We are subject to the provisions of Section 203 of the Delaware General Corporation Law (the “DGCL”) regulating corporate takeovers. In general, Section 203 prohibits a publicly held Delaware corporation from engaging, under certain circumstances, in a business combination with an interested stockholder for a period of three years following the date the person became an interested stockholder unless:

 

prior to the date of the transaction, our board of directors approved either the business combination or the transaction which resulted in the stockholder becoming an interested stockholder;

 

upon completion of the transaction that resulted in the stockholder becoming an interested stockholder, the interested stockholder owned at least 85% of the voting stock of the corporation outstanding at the time the transaction commenced, calculated as provided under Section 203; or

 

at or subsequent to the date of the transaction, the business combination is approved by our board of directors and authorized at an annual or special meeting of stockholders, and not by written consent, by the affirmative vote of at least two-thirds of the outstanding voting stock which is not owned by the interested stockholder.

 

Generally, a business combination includes a merger, asset or stock sale, or other transaction resulting in a financial benefit to the interested stockholder. An interested stockholder is a person who, together with affiliates and associates, owns or, within three years prior to the determination of interested stockholder status, did own 15% or more of a corporation’s outstanding voting stock. We expect the existence of this provision to have an anti-takeover effect with respect to transactions our board of directors does not approve in advance. We also anticipate that Section 203 may also discourage attempts that might result in a premium over the market price for the shares of common stock held by stockholders.

 

Forum Selection Provisions

 

As permitted by the DGCL, our Bylaws require, to the fullest extent permitted by law, unless we consent in writing to the selection of an alternative forum, that the Court of Chancery of the State of Delaware, shall be the sole and exclusive forum for (i) any derivative action or proceeding brought on behalf of the company, (ii) any action asserting a claim for breach of a fiduciary duty owed by any director, officer, other employee or stockholder of the company to the company or the our stockholders, (iii) any action asserting a claim arising pursuant to any provision of the DGCL, our Certificate of Incorporation or our By-laws or (iv) any action asserting a claim governed by the internal affairs doctrine.

 

Further, our Bylaws provided that, unless we consent in writing to the selection of an alternative forum, the federal district courts of the United States of America shall, to the fullest extent permitted by law, be the sole and exclusive forum for the resolution of any complaint asserting a cause of action arising under the Securities Act.

 

Exclusions or Limitations to Forum Selection Provisions

 

Section 27 of the Exchange Act creates exclusive federal jurisdiction over all suits brought to enforce any duty or liability created by the Exchange Act or the rules and regulations thereunder.
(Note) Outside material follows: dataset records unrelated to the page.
use super::*;
use crate::error::{ClipcastError, RecordingError};
use crate::events::{ClipcastEvent, EventBus, EventFilter};
use crate::media::{FacingMode, MediaSessionManager, NullPreview, ScriptedCaptureProvider};
use std::sync::Arc;
use std::time::Duration;
use tokio::time::sleep;

fn create_controller(provider: &ScriptedCaptureProvider) -> (RecordingController, Arc<EventBus>) {
    let event_bus = Arc::new(EventBus::new(256));
    let media = MediaSessionManager::new(
        Arc::new(provider.clone()),
        Arc::new(NullPreview),
        Arc::clone(&event_bus),
        FacingMode::Back,
    );
    let controller =
        RecordingController::new(media, Arc::clone(&event_bus), RecorderSettings::default());
    (controller, event_bus)
}

fn assert_invalid(result: crate::error::Result<impl std::fmt::Debug>, phase: RecordingPhase) {
    match result {
        Err(ClipcastError::Recording(RecordingError::InvalidTransition { phase: p, .. })) => {
            assert_eq!(p, phase)
        }
        other => panic!("Expected InvalidTransition, got {:?}", other),
    }
}

#[test]
fn test_transition_table() {
    use RecordingAction::*;
    use RecordingPhase::*;

    assert_eq!(transition(Idle, Start), Some(Recording));
    assert_eq!(transition(Recording, Pause), Some(Paused));
    assert_eq!(transition(Paused, Resume), Some(Recording));
    assert_eq!(transition(Recording, Stop), Some(Stopped));
    assert_eq!(transition(Paused, Stop), Some(Stopped));
    assert_eq!(transition(Idle, Stop), Some(Idle));

    assert_eq!(transition(Idle, Pause), None);
    assert_eq!(transition(Idle, Resume), None);
    assert_eq!(transition(Recording, Start), None);
    assert_eq!(transition(Recording, Resume), None);
    assert_eq!(transition(Paused, Pause), None);
    assert_eq!(transition(Paused, Start), None);
    assert_eq!(transition(Recording, SwitchCamera), None);
    assert_eq!(transition(Paused, SwitchCamera), None);
}

#[tokio::test(start_paused = true)]
async fn test_illegal_transitions_leave_state_unchanged() {
    let provider = ScriptedCaptureProvider::new();
    let (mut controller, _bus) = create_controller(&provider);

    assert_invalid(controller.pause(), RecordingPhase::Idle);
    assert_invalid(controller.resume(), RecordingPhase::Idle);
    assert_eq!(controller.phase(), RecordingPhase::Idle);

    controller.start().await.unwrap();
    assert_invalid(controller.start().await, RecordingPhase::Recording);
    assert_invalid(controller.resume(), RecordingPhase::Recording);
    assert_eq!(controller.phase(), RecordingPhase::Recording);

    controller.pause().unwrap();
    assert_invalid(controller.pause(), RecordingPhase::Paused);
    assert_invalid(controller.start().await, RecordingPhase::Paused);
    assert_eq!(controller.phase(), RecordingPhase::Paused);
}

#[tokio::test(start_paused = true)]
async fn test_replayed_sequences_follow_table() {
    use RecordingAction::*;

    let sequences: Vec<Vec<RecordingAction>> = vec![
        vec![Start, Pause, Resume, Stop],
        vec![Pause, Start, Start, Stop, Stop],
        vec![Start, Resume, Pause, Pause, Resume, Pause, Stop, Resume],
        vec![Stop, Start, Stop, Start, Pause, Stop],
    ];

    for sequence in sequences {
        let provider = ScriptedCaptureProvider::new();
        let (mut controller, _bus) = create_controller(&provider);
        let mut expected = RecordingPhase::Idle;

        for action in sequence {
            let outcome = match action {
                Start => controller.start().await.map(|_| ()),
                Pause => controller.pause(),
                Resume => controller.resume(),
                Stop => controller.stop().await.map(|_| ()),
                SwitchCamera => controller.switch_camera().await.map(|_| ()),
            };

            match transition(expected, action) {
                Some(RecordingPhase::Stopped) => {
                    assert!(outcome.is_ok());
                    expected = RecordingPhase::Idle;
                }
                Some(next) => {
                    assert!(outcome.is_ok(), "{:?} from {:?}", action, expected);
                    expected = next;
                }
                None => assert_invalid(outcome, expected),
            }
            assert_eq!(controller.phase(), expected);
        }
    }
}

#[tokio::test(start_paused = true)]
async fn test_pause_excluded_from_elapsed_time() {
    let provider = ScriptedCaptureProvider::new();
    let (mut controller, _bus) = create_controller(&provider);

    controller.start().await.unwrap();
    sleep(Duration::from_secs(3)).await;
    assert_eq!(controller.elapsed_seconds(), 3);

    controller.pause().unwrap();
    sleep(Duration::from_secs(2)).await;
    assert_eq!(controller.elapsed_seconds(), 3);

    controller.resume().unwrap();
    sleep(Duration::from_secs(2)).await;
    assert_eq!(controller.elapsed_seconds(), 5);

    let finished = controller.stop().await.unwrap().unwrap();
    assert_eq!(finished.elapsed_seconds, 5);
    assert_eq!(controller.elapsed_seconds(), 0);
    assert_eq!(controller.phase(), RecordingPhase::Idle);
}

#[tokio::test(start_paused = true)]
async fn test_elapsed_increments_once_per_second() {
    let provider = ScriptedCaptureProvider::new();
    let (mut controller, _bus) = create_controller(&provider);

    controller.start().await.unwrap();
    let mut observed = Vec::new();
    for _ in 0..4 {
        sleep(Duration::from_millis(500)).await;
        observed.push(controller.elapsed_seconds());
    }
    assert_eq!(observed, vec![0, 1, 1, 2]);
}

#[tokio::test(start_paused = true)]
async fn test_ticker_publishes_and_is_cleared() {
    let provider = ScriptedCaptureProvider::new();
    let (mut controller, event_bus) = create_controller(&provider);
    let mut ticks = event_bus.subscribe_filtered(EventFilter::EventTypes(vec!["recording_tick"]), "ticks");

    controller.start().await.unwrap();
    assert!(controller.has_active_timer());
    sleep(Duration::from_millis(2500)).await;

    controller.pause().unwrap();
    assert!(!controller.has_active_timer());
    sleep(Duration::from_secs(3)).await;

    let seconds: Vec<u64> = ticks
        .drain()
        .into_iter()
        .filter_map(|event| match event {
            ClipcastEvent::RecordingTick { elapsed_seconds } => Some(elapsed_seconds),
            _ => None,
        })
        .collect();
    assert_eq!(seconds, vec![1, 2]);

    controller.resume().unwrap();
    assert!(controller.has_active_timer());
    controller.stop().await.unwrap();
    assert!(!controller.has_active_timer());
}

#[tokio::test(start_paused = true)]
async fn test_chunks_accumulate_only_while_recording() {
    let provider = ScriptedCaptureProvider::new();
    let (mut controller, _bus) = create_controller(&provider);

    controller.start().await.unwrap();
    let stream = provider.latest().unwrap();

    stream.push(b"one".to_vec());
    stream.push(b"two".to_vec());
    assert_eq!(controller.collect(), 2);

    stream.push(b"-three".to_vec());
    controller.pause().unwrap();
    stream.push(b"paused".to_vec());
    assert_eq!(controller.collect(), 0);

    controller.resume().unwrap();
    stream.push(b"-four".to_vec());

    let finished = controller.stop().await.unwrap().unwrap();
    assert_eq!(finished.chunk_count, 4);
    assert_eq!(finished.artifact.payload().as_ref(), b"onetwo-three-four");
    assert_eq!(finished.artifact.file_name(), "recorded-video.mp4");
    assert_eq!(finished.artifact.mime_type(), "video/mp4");
}

#[tokio::test(start_paused = true)]
async fn test_immediate_stop_yields_empty_artifact() {
    let provider = ScriptedCaptureProvider::new();
    let (mut controller, _bus) = create_controller(&provider);

    controller.start().await.unwrap();
    let finished = controller.stop().await.unwrap().unwrap();

    assert!(finished.artifact.is_empty());
    assert_eq!(finished.chunk_count, 0);
    assert_eq!(finished.elapsed_seconds, 0);
}

#[tokio::test]
async fn test_stop_from_idle_is_noop() {
    let provider = ScriptedCaptureProvider::new();
    let (mut controller, _bus) = create_controller(&provider);

    assert!(controller.stop().await.unwrap().is_none());
    assert_eq!(controller.phase(), RecordingPhase::Idle);
    assert_eq!(provider.acquisitions(), 0);
}

#[tokio::test(start_paused = true)]
async fn test_stop_releases_capture_session() {
    let provider = ScriptedCaptureProvider::new();
    let (mut controller, event_bus) = create_controller(&provider);
    let mut phases = event_bus.subscribe_filtered(
        EventFilter::EventTypes(vec!["recording_phase_changed"]),
        "phases",
    );

    controller.start().await.unwrap();
    controller.stop().await.unwrap();

    assert!(provider.latest().unwrap().is_stopped());
    assert!(!controller.media().is_active());

    let transitions: Vec<(RecordingPhase, RecordingPhase)> = phases
        .drain()
        .into_iter()
        .filter_map(|event| match event {
            ClipcastEvent::RecordingPhaseChanged { from, to } => Some((from, to)),
            _ => None,
        })
        .collect();
    assert_eq!(
        transitions,
        vec![
            (RecordingPhase::Idle, RecordingPhase::Recording),
            (RecordingPhase::Recording, RecordingPhase::Stopped),
            (RecordingPhase::Stopped, RecordingPhase::Idle),
        ]
    );
}

#[tokio::test]
async fn test_start_without_device_is_not_ready() {
    let provider = ScriptedCaptureProvider::new();
    provider.deny("no camera present");
    let (mut controller, _bus) = create_controller(&provider);

    match controller.start().await {
        Err(ClipcastError::Recording(RecordingError::NotReady { reason })) => {
            assert!(reason.contains("no camera present"));
        }
        other => panic!("Expected NotReady, got {:?}", other),
    }
    assert_eq!(controller.phase(), RecordingPhase::Idle);
    assert!(!controller.has_active_timer());
}

#[tokio::test(start_paused = true)]
async fn test_switch_camera_refused_while_recording() {
    let provider = ScriptedCaptureProvider::new();
    let (mut controller, _bus) = create_controller(&provider);

    controller.start().await.unwrap();
    assert_invalid(controller.switch_camera().await, RecordingPhase::Recording);
    controller.pause().unwrap();
    assert_invalid(controller.switch_camera().await, RecordingPhase::Paused);
    controller.stop().await.unwrap();

    assert_eq!(controller.switch_camera().await.unwrap(), FacingMode::Front);
    controller.start().await.unwrap();
    assert_eq!(provider.latest().unwrap().facing(), FacingMode::Front);
}

#[tokio::test(start_paused = true)]
async fn test_dispose_releases_everything() {
    let provider = ScriptedCaptureProvider::new();
    let (mut controller, _bus) = create_controller(&provider);

    controller.start().await.unwrap();
    provider.latest().unwrap().push(b"data".to_vec());
    controller.collect();

    controller.dispose();
    assert_eq!(controller.phase(), RecordingPhase::Idle);
    assert_eq!(controller.chunk_count(), 0);
    assert!(!controller.has_active_timer());
    assert_eq!(provider.live_streams(), 0);
}

#[tokio::test(start_paused = true)]
async fn test_capture_next_appends_while_recording() {
    let provider = ScriptedCaptureProvider::new();
    let (mut controller, _bus) = create_controller(&provider);

    controller.start().await.unwrap();
    provider.latest().unwrap().push(b"frame".to_vec());
    assert_eq!(controller.capture_next().await, Some(1));
    assert_eq!(controller.chunk_count(), 1);
}

#[tokio::test(start_paused = true)]
async fn test_stop_keeps_data_flushed_by_the_device() {
    let provider = ScriptedCaptureProvider::new();
    let (mut controller, _bus) = create_controller(&provider);

    controller.start().await.unwrap();
    let stream = provider.latest().unwrap();
    stream.push(b"header-".to_vec());
    stream.push(b"body-".to_vec());
    stream.hold_until_stop(b"tail".to_vec());

    let finished = controller.stop().await.unwrap().unwrap();
    assert_eq!(finished.chunk_count, 3);
    assert_eq!(finished.artifact.payload().as_ref(), b"header-body-tail");
    assert!(stream.is_stopped());
    assert!(!controller.media().is_active());
}

#[tokio::test(start_paused = true)]
async fn test_start_reacquires_session_read_for_preview() {
    let provider = ScriptedCaptureProvider::new();
    let (mut controller, _bus) = create_controller(&provider);

    controller.media_mut().acquire(FacingMode::Back).await.unwrap();
    let preview = provider.latest().unwrap();
    preview.push(b"ftyp-moov-".to_vec());
    preview.push(b"preview-".to_vec());
    assert_eq!(controller.collect(), 0);

    controller.start().await.unwrap();
    assert_eq!(provider.acquisitions(), 2);
    assert!(preview.is_stopped());

    let stream = provider.latest().unwrap();
    stream.push(b"ftyp-moov-".to_vec());
    stream.push(b"recorded".to_vec());

    let finished = controller.stop().await.unwrap().unwrap();
    assert_eq!(finished.artifact.payload().as_ref(), b"ftyp-moov-recorded");
}

#[tokio::test(start_paused = true)]
async fn test_start_reuses_untouched_session() {
    let provider = ScriptedCaptureProvider::new();
    let (mut controller, _bus) = create_controller(&provider);

    controller.media_mut().acquire(FacingMode::Back).await.unwrap();
    controller.start().await.unwrap();
    assert_eq!(provider.acquisitions(), 1);

    let stream = provider.latest().unwrap();
    stream.push(b"ftyp-moov-".to_vec());
    stream.push(b"recorded".to_vec());

    let finished = controller.stop().await.unwrap().unwrap();
    assert_eq!(finished.artifact.payload().as_ref(), b"ftyp-moov-recorded");
}

#[tokio::test(start_paused = true)]
async fn test_start_reacquires_when_header_is_pending() {
    let provider = ScriptedCaptureProvider::new();
    let (mut controller, _bus) = create_controller(&provider);

    controller.media_mut().acquire(FacingMode::Back).await.unwrap();
    provider.latest().unwrap().push(b"ftyp-moov-early".to_vec());

    controller.start().await.unwrap();
    assert_eq!(provider.acquisitions(), 2);
    assert_eq!(controller.chunk_count(), 0);
}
Accordingly, the exclusive forum provisions in our Bylaws do not apply to claims arising under the Exchange Act. The forum selection provisions, however, are intended to apply to the fullest extent permitted by law, including to actions or claims arising under the Securities Act. However, it is possible that a court could find our forum selection provisions to be inapplicable or unenforceable with respect to actions or claims arising under the Securities Act. Even if a court accepts that our forum selection provisions apply to actions or claims arising under the Securities Act, our stockholders shall not be deemed to have waived compliance with the federal securities laws and the rules and regulations thereunder.

 

Transfer Agent

 

The transfer agent and registrar for our common stock is American Stock Transfer & Trust Company, LLC. Its address is 6201 15th Avenue, Brooklyn, NY 11219 and its telephone number is ###-###-####.